Work request -> Your answer should be an exact copy of the lines from the start of the entries to the line containing "gets at most", both included.

Data in this exercise ->
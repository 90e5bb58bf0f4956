//! Client-side interceptor that pays an x402 `402 Payment Required`
//! challenge transparently and retries the request exactly once.
//!
//! Ported from the reference `httpx` hook: a single request gets at most
//! one retry. If the retried request also comes back 402 (bad signature,
//! expired deadline, facilitator outage), that response is returned as-is
//! rather than looping.

use http::{Extensions, HeaderValue, StatusCode};
use reqwest::{Request, Response};
use reqwest_middleware as rqm;
use std::sync::Arc;
use x402_eip155::{SignerLike, SigningError};
use x402_types::{Network, PaymentRequiredResponse, PaymentRequirements};

#[cfg(feature = "telemetry")]
use tracing::{debug, instrument};

/// Errors raised while selecting a payment option or building the header.
#[derive(Debug, thiserror::Error)]
pub enum X402PaymentsError {
    #[error(
        "no accepted payment requirement matched the configured filters (network={network_filter:?}, scheme={scheme_filter:?})"
    )]
    UnsupportedScheme {
        network_filter: Option<Vec<Network>>,
        scheme_filter: Option<String>,
    },
    #[error("payment amount {requested} exceeds configured maximum {max}")]
    PaymentAmountExceeded { requested: u128, max: u128 },
    #[error("failed to sign payment payload")]
    Signing(#[from] SigningError),
    #[error("the request body could not be cloned for a retry (streaming body?)")]
    RequestNotCloneable,
    #[error("the 402 response body was not a valid PaymentRequiredResponse")]
    InvalidChallenge(#[source] reqwest::Error),
    #[error("failed to encode payment payload into a header value")]
    HeaderValueEncode(#[source] http::header::InvalidHeaderValue),
}

impl From<X402PaymentsError> for rqm::Error {
    fn from(error: X402PaymentsError) -> Self {
        rqm::Error::Middleware(error.into())
    }
}

/// Picks the first accepted requirement using the `exact` scheme that
/// satisfies an optional network allowlist, scheme override, and per-call
/// spending cap. Mirrors the reference client's default selector: a linear
/// scan in server-supplied order, not a "best price" search.
pub fn default_payment_requirements_selector(
    accepts: &[PaymentRequirements],
    network_filter: Option<&[Network]>,
    scheme_filter: Option<&str>,
    max_value: Option<u128>,
) -> Result<PaymentRequirements, X402PaymentsError> {
    let scheme = scheme_filter.unwrap_or("exact");
    for requirement in accepts {
        if requirement.scheme != scheme {
            continue;
        }
        if let Some(networks) = network_filter {
            if !networks.contains(&requirement.network) {
                continue;
            }
        }
        if let Some(max) = max_value {
            let requested = requirement.max_amount_required.value();
            if requested > max {
                return Err(X402PaymentsError::PaymentAmountExceeded { requested, max });
            }
        }
        return Ok(requirement.clone());
    }
    Err(X402PaymentsError::UnsupportedScheme {
        network_filter: network_filter.map(|n| n.to_vec()),
        scheme_filter: scheme_filter.map(str::to_string),
    })
}

/// `reqwest_middleware::Middleware` that retries a `402` response with a
/// signed `X-PAYMENT` header.
#[derive(Clone)]
pub struct X402Payments {
    signer: Arc<dyn SignerLike + Send + Sync>,
    max_value: Option<u128>,
    network_filter: Option<Vec<Network>>,
    scheme_filter: Option<String>,
}

impl X402Payments {
    /// Builds a middleware that signs payments with `signer`. By default
    /// any network or amount the server proposes is accepted — callers
    /// should set [`Self::with_max_value`] before using this against an
    /// untrusted server.
    pub fn with_signer<S: SignerLike + Send + Sync + 'static>(signer: S) -> Self {
        Self {
            signer: Arc::new(signer),
            max_value: None,
            network_filter: None,
            scheme_filter: None,
        }
    }

    /// Rejects any accepted requirement whose `maxAmountRequired` exceeds
    /// `max_value` atomic units, rather than silently paying it.
    pub fn with_max_value(&self, max_value: u128) -> Self {
        let mut this = self.clone();
        this.max_value = Some(max_value);
        this
    }

    /// Restricts acceptance to the given networks.
    pub fn with_network_filter(&self, networks: impl Into<Vec<Network>>) -> Self {
        let mut this = self.clone();
        this.network_filter = Some(networks.into());
        this
    }

    /// Overrides the accepted scheme. Defaults to `"exact"`, the only
    /// scheme this crate knows how to sign for.
    pub fn with_scheme_filter(&self, scheme: impl Into<String>) -> Self {
        let mut this = self.clone();
        this.scheme_filter = Some(scheme.into());
        this
    }

    fn select(
        &self,
        accepts: &[PaymentRequirements],
    ) -> Result<PaymentRequirements, X402PaymentsError> {
        default_payment_requirements_selector(
            accepts,
            self.network_filter.as_deref(),
            self.scheme_filter.as_deref(),
            self.max_value,
        )
    }

    async fn build_payment_header(
        &self,
        accepts: &[PaymentRequirements],
    ) -> Result<HeaderValue, X402PaymentsError> {
        let selected = self.select(accepts)?;
        let encoded = x402_eip155::sign_payment_header(&*self.signer, &selected).await?;
        HeaderValue::from_str(&encoded).map_err(X402PaymentsError::HeaderValueEncode)
    }
}

#[async_trait::async_trait]
impl rqm::Middleware for X402Payments {
    #[cfg_attr(
        feature = "telemetry",
        instrument(name = "x402.handle", skip(self, req, extensions, next), fields(method = %req.method(), url = %req.url()))
    )]
    async fn handle(
        &self,
        req: Request,
        extensions: &mut Extensions,
        next: rqm::Next<'_>,
    ) -> rqm::Result<Response> {
        let retry_req = req.try_clone();

        let response = next.clone().run(req, extensions).await?;

        if response.status() != StatusCode::PAYMENT_REQUIRED {
            return Ok(response);
        }

        #[cfg(feature = "telemetry")]
        debug!("received 402 Payment Required, attempting one retry with payment");

        let challenge: PaymentRequiredResponse = response
            .json()
            .await
            .map_err(X402PaymentsError::InvalidChallenge)
            .map_err(Into::<rqm::Error>::into)?;

        let retry_req = async {
            let payment_header = self.build_payment_header(&challenge.accepts).await?;
            let mut req = retry_req.ok_or(X402PaymentsError::RequestNotCloneable)?;
            let headers = req.headers_mut();
            headers.insert("X-PAYMENT", payment_header);
            headers.insert(
                "Access-Control-Expose-Headers",
                HeaderValue::from_static("X-PAYMENT-RESPONSE"),
            );
            Ok::<Request, X402PaymentsError>(req)
        }
        .await
        .map_err(Into::<rqm::Error>::into)?;

        next.run(retry_req, extensions).await
    }
}

#[cfg(test)]
mod tests {
    use super::*;
    use x402_types::{AtomicAmount, Eip712Domain, HttpMethod, HttpRequestStructure, OutputSchema};

    fn requirement(scheme: &str, network: Network, amount: u128) -> PaymentRequirements {
        PaymentRequirements {
            scheme: scheme.to_string(),
            network,
            max_amount_required: AtomicAmount::new(amount),
            resource: "https://example.com/protected".to_string(),
            description: String::new(),
            mime_type: String::new(),
            output_schema: Some(OutputSchema {
                input: HttpRequestStructure::new(HttpMethod::GET, true),
                output: None,
            }),
            pay_to: "0x0000000000000000000000000000000000000001".to_string(),
            max_timeout_seconds: 60,
            asset: "0x036CbD53842c5426634e7929541eC2318f3dCF7e".to_string(),
            extra: Some(Eip712Domain {
                name: "USDC".to_string(),
                version: "2".to_string(),
            }),
        }
    }

    #[test]
    fn selects_first_matching_exact_requirement() {
        let accepts = vec![
            requirement("upto", Network::Base, 1000),
            requirement("exact", Network::BscMainnet, 2000),
        ];
        let selected = default_payment_requirements_selector(&accepts, None, None, None).unwrap();
        assert_eq!(selected.network, Network::BscMainnet);
    }

    #[test]
    fn rejects_when_no_scheme_matches() {
        let accepts = vec![requirement("upto", Network::Base, 1000)];
        let err = default_payment_requirements_selector(&accepts, None, None, None).unwrap_err();
        assert!(matches!(err, X402PaymentsError::UnsupportedScheme { .. }));
    }

    #[test]
    fn enforces_network_filter() {
        let accepts = vec![requirement("exact", Network::Base, 1000)];
        let err = default_payment_requirements_selector(
            &accepts,
            Some(&[Network::BscMainnet]),
            None,
            None,
        )
        .unwrap_err();
        assert!(matches!(err, X402PaymentsError::UnsupportedScheme { .. }));
    }

    #[test]
    fn enforces_max_value_guard() {
        let accepts = vec![requirement("exact", Network::Base, 5_000_000)];
        let err =
            default_payment_requirements_selector(&accepts, None, None, Some(1_000)).unwrap_err();
        assert!(matches!(
            err,
            X402PaymentsError::PaymentAmountExceeded { requested: 5_000_000, max: 1_000 }
        ));
    }
}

Task response ->
repository 90e5bb58bf0f4956
//! Client-side interceptor that pays an x402 `402 Payment Required`
//! challenge transparently and retries the request exactly once.
//!
//! Ported from the reference `httpx` hook: a single request gets at most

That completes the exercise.